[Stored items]
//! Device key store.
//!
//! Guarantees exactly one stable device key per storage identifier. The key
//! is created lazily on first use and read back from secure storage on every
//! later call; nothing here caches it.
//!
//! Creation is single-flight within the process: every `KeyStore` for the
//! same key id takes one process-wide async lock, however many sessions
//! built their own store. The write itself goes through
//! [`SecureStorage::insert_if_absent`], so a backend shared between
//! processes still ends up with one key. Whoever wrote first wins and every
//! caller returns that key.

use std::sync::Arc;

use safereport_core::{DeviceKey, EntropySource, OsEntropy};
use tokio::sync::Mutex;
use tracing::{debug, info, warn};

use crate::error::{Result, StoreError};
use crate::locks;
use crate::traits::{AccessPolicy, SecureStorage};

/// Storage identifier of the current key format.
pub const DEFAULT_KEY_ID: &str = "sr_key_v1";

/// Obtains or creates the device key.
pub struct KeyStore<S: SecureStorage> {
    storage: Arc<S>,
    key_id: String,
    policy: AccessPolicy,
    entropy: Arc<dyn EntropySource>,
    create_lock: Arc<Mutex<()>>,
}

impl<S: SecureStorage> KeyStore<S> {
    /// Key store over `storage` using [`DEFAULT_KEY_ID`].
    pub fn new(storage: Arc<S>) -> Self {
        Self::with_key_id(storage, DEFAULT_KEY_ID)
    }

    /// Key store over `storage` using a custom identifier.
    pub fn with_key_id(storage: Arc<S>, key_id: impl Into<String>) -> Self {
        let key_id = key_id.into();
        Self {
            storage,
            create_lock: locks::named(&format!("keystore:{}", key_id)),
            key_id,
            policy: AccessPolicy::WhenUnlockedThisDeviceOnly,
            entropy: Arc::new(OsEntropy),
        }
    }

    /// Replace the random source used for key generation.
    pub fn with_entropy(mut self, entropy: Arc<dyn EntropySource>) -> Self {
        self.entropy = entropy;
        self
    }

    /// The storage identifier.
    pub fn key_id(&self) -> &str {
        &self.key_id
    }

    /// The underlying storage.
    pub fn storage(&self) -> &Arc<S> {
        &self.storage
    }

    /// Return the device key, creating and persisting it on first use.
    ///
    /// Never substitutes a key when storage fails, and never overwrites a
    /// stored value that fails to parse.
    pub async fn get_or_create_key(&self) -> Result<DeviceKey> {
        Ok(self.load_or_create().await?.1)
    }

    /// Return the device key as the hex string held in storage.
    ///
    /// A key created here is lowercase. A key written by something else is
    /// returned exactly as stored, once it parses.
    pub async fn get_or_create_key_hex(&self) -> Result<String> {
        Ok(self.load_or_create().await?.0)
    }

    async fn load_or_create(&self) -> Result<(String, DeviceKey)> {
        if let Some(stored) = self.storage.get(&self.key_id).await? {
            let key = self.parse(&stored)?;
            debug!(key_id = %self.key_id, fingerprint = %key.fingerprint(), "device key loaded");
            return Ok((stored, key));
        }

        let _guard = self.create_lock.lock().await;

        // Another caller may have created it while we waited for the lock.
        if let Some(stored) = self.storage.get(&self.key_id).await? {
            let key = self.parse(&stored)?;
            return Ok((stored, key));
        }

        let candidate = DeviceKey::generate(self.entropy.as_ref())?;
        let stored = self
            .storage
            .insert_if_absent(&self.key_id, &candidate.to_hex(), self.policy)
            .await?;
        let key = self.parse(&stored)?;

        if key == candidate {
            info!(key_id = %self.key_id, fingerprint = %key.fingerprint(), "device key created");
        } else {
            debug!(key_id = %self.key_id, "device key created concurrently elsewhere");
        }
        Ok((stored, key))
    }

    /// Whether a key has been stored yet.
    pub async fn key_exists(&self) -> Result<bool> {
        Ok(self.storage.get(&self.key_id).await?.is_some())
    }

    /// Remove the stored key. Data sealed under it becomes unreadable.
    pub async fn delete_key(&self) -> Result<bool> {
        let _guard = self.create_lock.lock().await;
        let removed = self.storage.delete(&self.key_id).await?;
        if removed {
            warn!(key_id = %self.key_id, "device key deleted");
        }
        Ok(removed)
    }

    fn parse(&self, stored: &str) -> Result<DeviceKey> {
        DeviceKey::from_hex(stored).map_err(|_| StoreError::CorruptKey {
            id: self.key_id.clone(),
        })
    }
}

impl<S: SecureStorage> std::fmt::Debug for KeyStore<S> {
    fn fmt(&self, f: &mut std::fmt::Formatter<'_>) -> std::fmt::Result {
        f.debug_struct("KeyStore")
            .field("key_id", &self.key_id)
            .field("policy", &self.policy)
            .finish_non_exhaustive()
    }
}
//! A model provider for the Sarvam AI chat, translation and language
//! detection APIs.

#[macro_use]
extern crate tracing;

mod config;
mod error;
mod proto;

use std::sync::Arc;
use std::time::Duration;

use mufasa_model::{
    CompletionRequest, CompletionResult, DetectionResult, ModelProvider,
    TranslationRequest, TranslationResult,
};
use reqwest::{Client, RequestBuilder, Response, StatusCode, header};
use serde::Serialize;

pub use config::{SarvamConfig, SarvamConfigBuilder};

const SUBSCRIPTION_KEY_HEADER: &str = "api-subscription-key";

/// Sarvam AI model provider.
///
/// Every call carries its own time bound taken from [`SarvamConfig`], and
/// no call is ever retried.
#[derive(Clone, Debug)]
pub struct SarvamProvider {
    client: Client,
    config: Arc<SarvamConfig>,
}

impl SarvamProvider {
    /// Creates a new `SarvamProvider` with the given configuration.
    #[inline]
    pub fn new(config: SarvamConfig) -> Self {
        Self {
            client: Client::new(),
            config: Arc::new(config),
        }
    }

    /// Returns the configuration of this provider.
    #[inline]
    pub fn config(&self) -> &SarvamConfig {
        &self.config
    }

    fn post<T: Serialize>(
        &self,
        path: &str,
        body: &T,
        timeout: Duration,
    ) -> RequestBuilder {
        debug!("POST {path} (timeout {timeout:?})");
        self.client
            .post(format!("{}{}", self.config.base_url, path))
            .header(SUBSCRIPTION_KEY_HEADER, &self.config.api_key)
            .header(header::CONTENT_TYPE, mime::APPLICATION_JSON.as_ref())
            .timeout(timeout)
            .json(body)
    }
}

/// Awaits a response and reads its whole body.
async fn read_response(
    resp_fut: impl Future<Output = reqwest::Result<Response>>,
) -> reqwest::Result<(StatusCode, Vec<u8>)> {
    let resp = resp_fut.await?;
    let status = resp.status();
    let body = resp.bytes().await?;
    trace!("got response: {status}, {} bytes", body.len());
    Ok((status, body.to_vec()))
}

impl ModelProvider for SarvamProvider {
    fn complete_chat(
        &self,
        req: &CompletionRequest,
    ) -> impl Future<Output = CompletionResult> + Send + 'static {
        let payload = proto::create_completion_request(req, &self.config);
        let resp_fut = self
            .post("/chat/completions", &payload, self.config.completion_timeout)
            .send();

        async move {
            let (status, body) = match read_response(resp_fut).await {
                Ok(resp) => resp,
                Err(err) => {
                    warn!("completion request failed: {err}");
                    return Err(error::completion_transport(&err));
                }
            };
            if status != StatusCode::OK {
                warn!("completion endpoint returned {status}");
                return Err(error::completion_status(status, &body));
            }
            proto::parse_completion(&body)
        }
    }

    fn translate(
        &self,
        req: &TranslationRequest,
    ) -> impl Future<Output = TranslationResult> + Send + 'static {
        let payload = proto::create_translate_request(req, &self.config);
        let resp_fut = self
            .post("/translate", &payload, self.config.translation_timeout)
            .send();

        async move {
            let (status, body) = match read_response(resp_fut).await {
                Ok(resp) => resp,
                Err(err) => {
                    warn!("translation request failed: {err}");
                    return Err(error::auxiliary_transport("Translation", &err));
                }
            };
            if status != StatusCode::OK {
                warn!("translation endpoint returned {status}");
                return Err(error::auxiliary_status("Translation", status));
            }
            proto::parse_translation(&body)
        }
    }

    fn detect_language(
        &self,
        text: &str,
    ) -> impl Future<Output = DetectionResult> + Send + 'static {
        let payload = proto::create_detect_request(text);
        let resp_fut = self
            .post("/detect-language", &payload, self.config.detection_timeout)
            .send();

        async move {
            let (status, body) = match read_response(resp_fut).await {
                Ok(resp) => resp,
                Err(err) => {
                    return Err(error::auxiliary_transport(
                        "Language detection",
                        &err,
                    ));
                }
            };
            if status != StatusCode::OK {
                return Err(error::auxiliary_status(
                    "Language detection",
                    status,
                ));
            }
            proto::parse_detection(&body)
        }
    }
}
* * *
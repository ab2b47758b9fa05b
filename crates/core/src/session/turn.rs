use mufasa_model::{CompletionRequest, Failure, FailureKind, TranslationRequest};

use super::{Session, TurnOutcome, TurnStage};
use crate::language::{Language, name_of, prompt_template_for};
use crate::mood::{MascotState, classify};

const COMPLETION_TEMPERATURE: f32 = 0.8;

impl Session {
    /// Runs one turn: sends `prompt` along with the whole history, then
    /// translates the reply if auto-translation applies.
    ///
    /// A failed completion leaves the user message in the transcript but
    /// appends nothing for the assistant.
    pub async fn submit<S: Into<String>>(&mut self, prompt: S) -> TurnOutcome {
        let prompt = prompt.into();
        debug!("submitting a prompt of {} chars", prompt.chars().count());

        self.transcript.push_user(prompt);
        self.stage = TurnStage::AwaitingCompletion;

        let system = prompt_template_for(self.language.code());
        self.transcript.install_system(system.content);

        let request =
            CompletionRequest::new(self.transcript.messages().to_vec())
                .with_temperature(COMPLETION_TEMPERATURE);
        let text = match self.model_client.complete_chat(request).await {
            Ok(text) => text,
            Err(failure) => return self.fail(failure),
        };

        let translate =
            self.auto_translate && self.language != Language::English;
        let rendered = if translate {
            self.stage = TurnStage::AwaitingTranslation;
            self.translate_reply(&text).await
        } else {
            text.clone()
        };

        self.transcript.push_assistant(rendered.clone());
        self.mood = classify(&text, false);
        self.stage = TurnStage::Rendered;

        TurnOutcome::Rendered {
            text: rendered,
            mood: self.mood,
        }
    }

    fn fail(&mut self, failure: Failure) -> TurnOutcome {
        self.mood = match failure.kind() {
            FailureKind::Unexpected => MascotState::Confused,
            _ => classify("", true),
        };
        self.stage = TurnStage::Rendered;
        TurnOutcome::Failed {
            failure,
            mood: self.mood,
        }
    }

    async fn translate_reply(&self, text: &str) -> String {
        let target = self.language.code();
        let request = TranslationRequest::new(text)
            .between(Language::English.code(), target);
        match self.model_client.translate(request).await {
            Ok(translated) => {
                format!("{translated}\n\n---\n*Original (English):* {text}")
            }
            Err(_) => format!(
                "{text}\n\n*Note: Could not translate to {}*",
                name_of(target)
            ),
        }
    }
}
==
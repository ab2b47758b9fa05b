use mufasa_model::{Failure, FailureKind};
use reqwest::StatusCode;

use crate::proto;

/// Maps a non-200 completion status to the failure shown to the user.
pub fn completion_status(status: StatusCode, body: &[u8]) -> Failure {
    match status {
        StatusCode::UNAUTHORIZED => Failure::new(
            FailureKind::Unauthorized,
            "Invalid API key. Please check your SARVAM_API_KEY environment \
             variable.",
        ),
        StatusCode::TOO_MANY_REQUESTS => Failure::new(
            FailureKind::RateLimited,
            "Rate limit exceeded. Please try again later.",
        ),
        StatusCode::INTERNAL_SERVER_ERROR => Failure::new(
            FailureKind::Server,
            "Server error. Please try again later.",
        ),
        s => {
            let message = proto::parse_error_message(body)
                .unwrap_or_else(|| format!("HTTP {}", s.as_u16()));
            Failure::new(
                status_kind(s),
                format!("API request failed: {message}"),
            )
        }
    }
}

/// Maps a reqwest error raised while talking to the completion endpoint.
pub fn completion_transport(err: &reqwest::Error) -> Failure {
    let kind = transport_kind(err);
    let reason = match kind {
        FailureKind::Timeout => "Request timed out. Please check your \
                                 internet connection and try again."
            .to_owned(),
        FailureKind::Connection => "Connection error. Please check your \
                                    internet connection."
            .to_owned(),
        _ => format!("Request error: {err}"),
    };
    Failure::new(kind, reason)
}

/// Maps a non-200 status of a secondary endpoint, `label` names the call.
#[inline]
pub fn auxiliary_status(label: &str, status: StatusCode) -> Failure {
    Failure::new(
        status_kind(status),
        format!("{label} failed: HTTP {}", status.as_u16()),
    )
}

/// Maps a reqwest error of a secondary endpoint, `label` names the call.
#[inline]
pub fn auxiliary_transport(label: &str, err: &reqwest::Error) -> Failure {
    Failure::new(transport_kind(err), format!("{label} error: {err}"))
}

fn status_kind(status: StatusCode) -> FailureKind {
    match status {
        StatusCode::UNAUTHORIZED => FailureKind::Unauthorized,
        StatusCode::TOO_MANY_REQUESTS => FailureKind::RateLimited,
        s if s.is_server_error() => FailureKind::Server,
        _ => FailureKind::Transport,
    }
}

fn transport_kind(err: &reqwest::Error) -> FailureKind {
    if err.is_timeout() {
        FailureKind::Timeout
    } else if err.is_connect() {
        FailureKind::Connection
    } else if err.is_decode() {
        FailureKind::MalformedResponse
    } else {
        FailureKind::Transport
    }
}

#### EXERCISE GOAL
Work out how many lines contain the word "StoreError" in the records, and answer with the number only.

#### ANSWER TO THIS TASK
2